** Work order **
Report every line of the records beneath this task that holds the string "None".

** Material supplied **
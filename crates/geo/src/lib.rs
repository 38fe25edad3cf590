//! Geographic data provider.
//!
//! Loads the named regions and bounding extent for a city. The game itself
//! never touches this crate; callers use it to build the candidate pool
//! before creating a `Game`.
//!
//! # Files
//!
//! For a city key `k` the data directory holds:
//!
//! - `k.suburbs.json`: a GeoJSON `FeatureCollection`; only features with a
//!   `properties.name` become regions
//! - `k.bounds.json`: `{"minlat":..,"minlon":..,"maxlat":..,"maxlon":..}`
//!
//! plus `australia.bounds.json` for the country-wide view.

pub mod error;
pub mod geojson;
pub mod source;

pub use suburb_quiz_types as types;

pub use error::GeoError;
pub use geojson::{parse_bounds, parse_regions};
pub use source::{CityData, FileRegionSource, RegionSource};
//! Async runtime integration.
//!
//! Drives a core `Game` from a tokio task: countdown ticks come from
//! [`TokioScheduler`], player actions arrive as [`QuizCommand`]s through a
//! cloneable [`QuizHandle`], and snapshots fan out to subscribers over
//! unbounded channels.
//!
//! # Environment Variables
//!
//! - `QUIZ_CITY`: city key, `melbourne` (default) or `sydney`
//! - `QUIZ_DATA_DIR`: directory holding the city data files (default: `data`)
//! - `QUIZ_ROUNDS`: rounds per game (default: 5)
//! - `QUIZ_ROUND_SECS`: seconds per round (default: 15)
//! - `QUIZ_TICK_MS`: countdown tick period (default: 1000)
//! - `QUIZ_SEED`: fixed seed for target selection (default: time based)
//! - `QUIZ_MAX_PENDING`: command queue depth (default: 32)

pub mod config;
pub mod runtime;
pub mod scheduler;

pub use suburb_quiz_core as core;
pub use suburb_quiz_types as types;

pub use config::QuizConfig;
pub use runtime::{spawn_quiz, GuessOutcome, QuizCommand, QuizHandle};
pub use scheduler::TokioScheduler;
//! Line mapping from typed input to quiz actions.

/// What the player asked for
#[derive(Debug, Clone, PartialEq, Eq)]
pub enum UserAction {
    /// Start (or restart) a game
    Start,
    /// Abort the current game
    Stop,
    /// Submit a suburb name for the current round
    Guess(String),
    /// Zoom the map to a suburb without guessing
    Find(String),
    /// Zoom back out to the whole city
    ResetView,
    /// Switch to another city, by key
    City(String),
    Help,
    Quit,
}

pub const HELP_TEXT: &str = "commands: :start (or :s, :play), :stop, :find <suburb>, :reset, :city <melbourne|sydney>, :help, :quit; any other text is a guess";

/// Map a line of input to an action.
///
/// Returns `None` for blank lines and unknown `:` commands. Guesses are
/// trimmed but otherwise passed through verbatim; matching against the
/// target is exact.
pub fn parse_line(line: &str) -> Option<UserAction> {
    let line = line.trim();
    if line.is_empty() {
        return None;
    }

    let Some(command) = line.strip_prefix(':') else {
        return Some(UserAction::Guess(line.to_string()));
    };

    let command = command.trim();
    let (name, arg) = command
        .split_once(char::is_whitespace)
        .map(|(name, arg)| (name, arg.trim()))
        .unwrap_or((command, ""));

    match (name.to_lowercase().as_str(), arg) {
        ("start" | "s" | "play" | "again", "") => Some(UserAction::Start),
        ("stop" | "menu", "") => Some(UserAction::Stop),
        ("find" | "f", "") | ("reset", "") => Some(UserAction::ResetView),
        ("find" | "f", suburb) => Some(UserAction::Find(suburb.to_string())),
        ("city" | "c", key) if !key.is_empty() => Some(UserAction::City(key.to_string())),
        ("help" | "h" | "?", "") => Some(UserAction::Help),
        ("quit" | "q" | "exit", "") => Some(UserAction::Quit),
        _ => None,
    }
}

#[cfg(test)]
mod tests {
    use super::*;

    #[test]
    fn test_commands() {
        assert_eq!(parse_line(":start"), Some(UserAction::Start));
        assert_eq!(parse_line(":S"), Some(UserAction::Start));
        assert_eq!(parse_line(":again"), Some(UserAction::Start));
        assert_eq!(parse_line(":stop"), Some(UserAction::Stop));
        assert_eq!(parse_line(":menu"), Some(UserAction::Stop));
        assert_eq!(parse_line(":help"), Some(UserAction::Help));
        assert_eq!(parse_line(":?"), Some(UserAction::Help));
        assert_eq!(parse_line(":q"), Some(UserAction::Quit));
        assert_eq!(parse_line("  :Quit  "), Some(UserAction::Quit));
    }

    #[test]
    fn test_guess_is_trimmed_but_verbatim() {
        assert_eq!(
            parse_line("  North Melbourne \n"),
            Some(UserAction::Guess("North Melbourne".to_string()))
        );
        assert_eq!(
            parse_line("richmond"),
            Some(UserAction::Guess("richmond".to_string()))
        );
    }

    #[test]
    fn test_blank_and_unknown() {
        assert_eq!(parse_line(""), None);
        assert_eq!(parse_line("   "), None);
        assert_eq!(parse_line(":bogus"), None);
    }

    #[test]
    fn test_find_and_reset() {
        assert_eq!(
            parse_line(":find North Melbourne"),
            Some(UserAction::Find("North Melbourne".to_string()))
        );
        assert_eq!(
            parse_line(":F   St Kilda  "),
            Some(UserAction::Find("St Kilda".to_string()))
        );
        assert_eq!(parse_line(":find"), Some(UserAction::ResetView));
        assert_eq!(parse_line(":reset"), Some(UserAction::ResetView));
    }

    #[test]
    fn test_city_switch() {
        assert_eq!(
            parse_line(":city Sydney"),
            Some(UserAction::City("Sydney".to_string()))
        );
        assert_eq!(
            parse_line(":c perth"),
            Some(UserAction::City("perth".to_string()))
        );
        assert_eq!(parse_line(":city"), None);
    }

    #[test]
    fn test_commands_without_arguments_reject_extras() {
        assert_eq!(parse_line(":start now"), None);
        assert_eq!(parse_line(":quit please"), None);
    }
}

** Exercise result **
/// Returns `None` for blank lines and unknown `:` commands. Guesses are
        return None;
        _ => None,
        assert_eq!(parse_line(""), None);
        assert_eq!(parse_line("   "), None);
        assert_eq!(parse_line(":bogus"), None);
        assert_eq!(parse_line(":city"), None);
        assert_eq!(parse_line(":start now"), None);
        assert_eq!(parse_line(":quit please"), None);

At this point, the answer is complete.